Mary Lynn Bennett of West Bend lived in Wausaukee in 1963. Here is what I remember of Nov. 22, 1963.  The whole week was an emotional blur. We have talked about it, my cousins and I of what it meant to have news commentators broadcasting nonstop for a week, through the funeral.

On Friday, Nov. 22, 1963, at 12:30 pm, I was in Sister Mary Ellen’s shared sixth-eighth grade classroom, on the third floor, at St. Augustine Catholic School in Wausaukee, WI, about 60 miles north of Green Bay. I lived in a small rural farming community of less than 600. There were 16 in my 8th-grade class.

It was after recess and we kids were tired of the “New Math” and the Pier Ghent Suite classical music Sister loved. We had practiced how to survive the pending nuclear bomb attack under our school desks, with the “Duck and Cover” Drill.

We were probably wondering if Sister really had any hair under her stiff habit coif that left an embedded crease on her forehead. Did she realize her rosary always jingled, warning us before she entered the classroom?  Did we remember to cross ourselves with holy water before we entered her classroom, to keep us safely blessed? Who would get the first deer on Saturday morning’s hunt?  All typical important thoughts for a Wausaukee kid in 1963.

My cousin Darlene was home with the mumps, watching the Kennedys’ Dallas motorcade on TV.  Shots then blur.
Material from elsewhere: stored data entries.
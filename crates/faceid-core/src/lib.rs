//! faceid-core: Face analysis and matching.
//!
//! SCRFD detection and a 128-d recognition model run through ONNX Runtime;
//! descriptors are compared against the enrolled gallery by Euclidean distance.

pub mod alignment;
pub mod analyzer;
pub mod detector;
pub mod matcher;
pub mod recognizer;
pub mod types;

pub use analyzer::{AnalyzerError, FaceAnalyzer, OnnxFaceAnalyzer};
pub use detector::DetectorOptions;
pub use matcher::{EuclideanMatcher, MatchResult, Matcher, DEFAULT_MATCH_THRESHOLD};
pub use types::{BoundingBox, Descriptor, FaceDetection, FaceRecord, DESCRIPTOR_LEN};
My Aunt Kate frantically called the school. Sister Mary Ellen immediately had us out of our desks and on our knees on the hardwood floors, praying the rosary, petitioning God. There was not even time for two rosaries to be said before we were told JFK was dead. We continued to pray, crying, terrified but of what we didn’t know. Just very very afraid and so very sad.  Then we were sent home, to be with our parents, who were already seated around the TVs.

What I felt from the adults on that Friday afternoon was a shift away from feeling safe in my town. It would be years before I recognized what was taken from all of us, but especially from us kids, by three shots on a grassy knoll, by Lee Harvey Oswald.

That afternoon, what we saw streaming through our TV screens was not “Leave It to Beaver” or “Father Knows Best”. It wasn’t even Paladin delivering justice with a gun, to a bad guy who fell bloodless off his horse and died, away from the camera.

It was instead a woman who wore a blood-stained pink suit, standing alongside LBJ, hand raised on a Bible, on Air Force One. It was the death of a young father, a husband, a Catholic like my dad and my uncles, rerunning over and over again.

In 1963, Wausaukee was a safe place to be a kid. McNeilley’s Drug Store had swivel stools and a soda fountain. Our freezer in the basement was full of our garden vegetables and meat wrapped in white butcher paper by Mom and me. Every adult in Wausaukee knew whose “kid” you were.

It all changed that day, when Walter Cronkite, took off his dark-framed glasses on CBS News, and said President Kennedy died at 1 pm CST.